The SEC initially dismissed the petition but reinstated it on appeal, ordering an accounting of the old PBM’s assets. This order was appealed to the Intermediate Appellate Court (IAC). Separately, Alfredo Ching, a director of the old PBM, filed a certiorari petition with the IAC, arguing the SEC gravely erred in not dismissing the petition as it amounted to a quo warranto proceeding only the state could institute. Furthermore, the new PBM and Alfredo Ching filed a petition for suspension of payments with the SEC, which petitioners opposed for lack of jurisdiction over an individual petitioner. These cases were consolidated before the IAC.
ISSUE
The primary issues are: (1) whether the board of directors of a corporation whose term is about to expire has the inherent power, without express stockholder consent, to convey all corporate assets to a new corporation; (2) whether the new corporation is accountable for those assets to non-consenting stockholders; (3) whether the new corporation is deemed dissolved for non-user under the Corporation Code; (4) whether a quo warranto proceeding is necessary to dissolve a corporation already “deemed dissolved”; and (5) whether the SEC has jurisdiction over a petition for suspension of payments filed by an individual.
RULING
The Supreme Court affirmed the IAC decision with modification.

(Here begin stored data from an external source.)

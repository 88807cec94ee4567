//! Reacting to results: ratings, round completion, competition closing.

use chrono::Utc;
use ladder_common::{
    CompetitionStatus, MatchOutcome, RatedParticipant, ResultRecord, ResultSubmission,
};
use sea_orm::sea_query::{Expr, LockType};
use sea_orm::*;
use tracing::{info, instrument};

use crate::divisions;
use crate::entity::{
    arena_match, competition, competition_participant, match_participant, match_result, round,
};
use crate::error::LadderError;
use crate::rating;
use crate::state::LadderState;

/// Record a worker's outcome report for a match.
///
/// One transaction covers the result row, both rating updates and any round
/// completion they trigger: it either all lands or none of it does. The match
/// row lock makes a duplicate report a clean `ResultAlreadyRecorded` instead
/// of a double rating update.
#[instrument(skip(state, submission), fields(match_id = submission.match_id, outcome = %submission.outcome))]
pub async fn submit_result(
    state: &LadderState,
    submission: ResultSubmission,
) -> Result<ResultRecord, LadderError> {
    let match_id = submission.match_id;
    let txn = state.db.begin().await?;

    let m = arena_match::Entity::find_by_id(match_id)
        .lock(LockType::Update)
        .one(&txn)
        .await?
        .ok_or(LadderError::MatchNotFound(match_id))?;
    if m.started.is_none() {
        return Err(LadderError::MatchNotStarted(match_id));
    }

    // Rated updates and round completion both reach competition-scoped state
    // (participation rows, the division layout). Taking the competition lock
    // here gives every writer the same order (match, competition,
    // participants, round), so two results landing together cannot deadlock
    // against a rebalance.
    if let Some(competition_id) = m.competition_id {
        competition::Entity::find_by_id(competition_id)
            .lock(LockType::Update)
            .one(&txn)
            .await?
            .ok_or(LadderError::CompetitionNotFound(competition_id))?;
    }

    let existing = match_result::Entity::find()
        .filter(match_result::Column::MatchId.eq(match_id))
        .one(&txn)
        .await?;
    if existing.is_some() {
        return Err(LadderError::ResultAlreadyRecorded(match_id));
    }

    let participants = match_participant::Entity::find()
        .filter(match_participant::Column::MatchId.eq(match_id))
        .order_by_asc(match_participant::Column::ParticipantNumber)
        .all(&txn)
        .await?;
    if participants.len() != 2 || participants[0].agent_id == participants[1].agent_id {
        return Err(LadderError::InvariantViolation(format!(
            "match {match_id} does not have two distinct participants"
        )));
    }

    let outcome = submission.outcome;
    let winner_agent_id = outcome
        .winner_participant()
        .map(|number| participants[(number - 1) as usize].agent_id);

    let now = Utc::now();
    let result = match_result::ActiveModel {
        match_id: Set(match_id),
        outcome: Set(outcome),
        winner_agent_id: Set(winner_agent_id),
        replay_blob: Set(submission.replay_blob),
        log_blob: Set(submission.log_blob),
        created_at: Set(now),
        ..Default::default()
    }
    .insert(&txn)
    .await?;

    // Ad hoc matches (no round) are never rated; their participants' rating
    // columns stay NULL.
    let mut ratings = Vec::new();
    if outcome.counts_for_rating() && m.round_id.is_some() {
        let competition_id = m.competition_id.ok_or_else(|| {
            LadderError::InvariantViolation(format!("round match {match_id} has no competition"))
        })?;
        ratings = apply_rating(&txn, state, competition_id, &participants, outcome).await?;
    }

    let mut round_completed = false;
    if let Some(round_id) = m.round_id {
        round_completed = complete_round_if_drained(&txn, round_id).await?;
    }

    txn.commit().await?;
    info!(
        match_id,
        result_id = result.id,
        round_completed,
        "result recorded"
    );

    Ok(ResultRecord {
        result_id: result.id,
        match_id,
        outcome,
        winner_agent_id,
        ratings,
        round_completed,
        created_at: now,
    })
}

/// Apply the zero-sum rating update and bump both participants' progress.
async fn apply_rating(
    txn: &DatabaseTransaction,
    state: &LadderState,
    competition_id: i32,
    participants: &[match_participant::Model],
    outcome: MatchOutcome,
) -> Result<Vec<RatedParticipant>, LadderError> {
    let comp = competition::Entity::find_by_id(competition_id)
        .one(txn)
        .await?
        .ok_or(LadderError::CompetitionNotFound(competition_id))?;

    // Lock the two participation rows in agent order so concurrent results
    // for overlapping agent pairs cannot deadlock.
    let mut agent_ids = [participants[0].agent_id, participants[1].agent_id];
    agent_ids.sort_unstable();
    let mut locked = Vec::with_capacity(2);
    for agent_id in agent_ids {
        let row = competition_participant::Entity::find_by_id((competition_id, agent_id))
            .lock(LockType::Update)
            .one(txn)
            .await?
            .ok_or(LadderError::ParticipantNotFound {
                competition_id,
                agent_id,
            })?;
        locked.push(row);
    }
    let (standing_1, standing_2) = if locked[0].agent_id == participants[0].agent_id {
        (locked[0].clone(), locked[1].clone())
    } else {
        (locked[1].clone(), locked[0].clone())
    };

    let delta_1 =
        rating::delta_for_participant_one(standing_1.elo, standing_2.elo, outcome, state.settings.elo_k)?;

    let mut rated = Vec::with_capacity(2);
    for (mp, standing, delta) in [
        (&participants[0], standing_1, delta_1),
        (&participants[1], standing_2, -delta_1),
    ] {
        let starting = standing.elo;
        let resultant = starting + delta;
        let match_count = standing.match_count + 1;

        let mut participation: competition_participant::ActiveModel = standing.into();
        participation.elo = Set(resultant);
        participation.match_count = Set(match_count);
        participation.in_placement = Set(match_count < comp.n_placements);
        participation.update(txn).await?;

        let mut mp_active: match_participant::ActiveModel = mp.clone().into();
        mp_active.starting_elo = Set(Some(starting));
        mp_active.elo_delta = Set(Some(delta));
        mp_active.resultant_elo = Set(Some(resultant));
        mp_active.update(txn).await?;

        rated.push(RatedParticipant {
            agent_id: mp.agent_id,
            starting_elo: starting,
            elo_delta: delta,
            resultant_elo: resultant,
        });
    }
    Ok(rated)
}

/// Flip the round to complete if its last result just landed, then react at
/// the competition level: close a draining competition, or rebalance
/// divisions. Returns whether the round completed in this call.
async fn complete_round_if_drained(
    txn: &DatabaseTransaction,
    round_id: i32,
) -> Result<bool, LadderError> {
    let r = round::Entity::find_by_id(round_id)
        .lock(LockType::Update)
        .one(txn)
        .await?
        .ok_or_else(|| {
            LadderError::InvariantViolation(format!("round {round_id} missing for its match"))
        })?;
    if r.complete {
        return Ok(false);
    }

    let match_ids: Vec<i32> = arena_match::Entity::find()
        .filter(arena_match::Column::RoundId.eq(Some(round_id)))
        .select_only()
        .column(arena_match::Column::Id)
        .into_tuple()
        .all(txn)
        .await?;
    let resulted = match_result::Entity::find()
        .filter(match_result::Column::MatchId.is_in(match_ids.clone()))
        .count(txn)
        .await?;
    if resulted < match_ids.len() as u64 {
        return Ok(false);
    }

    let mut active: round::ActiveModel = r.clone().into();
    active.complete = Set(true);
    active.finished = Set(Some(Utc::now()));
    active.update(txn).await?;
    info!(round_id, competition_id = r.competition_id, "round complete");

    let comp = competition::Entity::find_by_id(r.competition_id)
        .lock(LockType::Update)
        .one(txn)
        .await?
        .ok_or(LadderError::CompetitionNotFound(r.competition_id))?;

    match comp.status {
        CompetitionStatus::Closing => {
            let remaining = round::Entity::find()
                .filter(round::Column::CompetitionId.eq(comp.id))
                .filter(round::Column::Complete.eq(false))
                .count(txn)
                .await?;
            if remaining == 0 {
                close_competition(txn, &comp).await?;
            }
        }
        CompetitionStatus::Open | CompetitionStatus::Paused => {
            divisions::rebalance(txn, &comp).await?;
        }
        _ => {}
    }

    Ok(true)
}

/// Mark a competition closed and deactivate every participant.
pub(crate) async fn close_competition<C: ConnectionTrait>(
    txn: &C,
    comp: &competition::Model,
) -> Result<(), LadderError> {
    let mut active: competition::ActiveModel = comp.clone().into();
    active.status = Set(CompetitionStatus::Closed);
    active.closed_at = Set(Some(Utc::now()));
    active.update(txn).await?;

    competition_participant::Entity::update_many()
        .col_expr(
            competition_participant::Column::Active,
            Expr::value(false),
        )
        .filter(competition_participant::Column::CompetitionId.eq(comp.id))
        .exec(txn)
        .await?;

    info!(competition_id = comp.id, "competition closed");
    Ok(())
}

On the first two issues, the Court ruled that the board’s act of assigning assets before the corporate term’s expiration was within its managerial powers. The old PBM’s term had not yet expired when the deed was executed; thus, the board could validly act. The conveyance was not a winding-up activity under Section 77 of the old Corporation Law, which applies only after dissolution. Since the act was done while the corporation was still existing, the requirement for stockholder approval under Section 28-1/2 did not apply. Consequently, the new PBM is not accountable to the petitioners for the assets.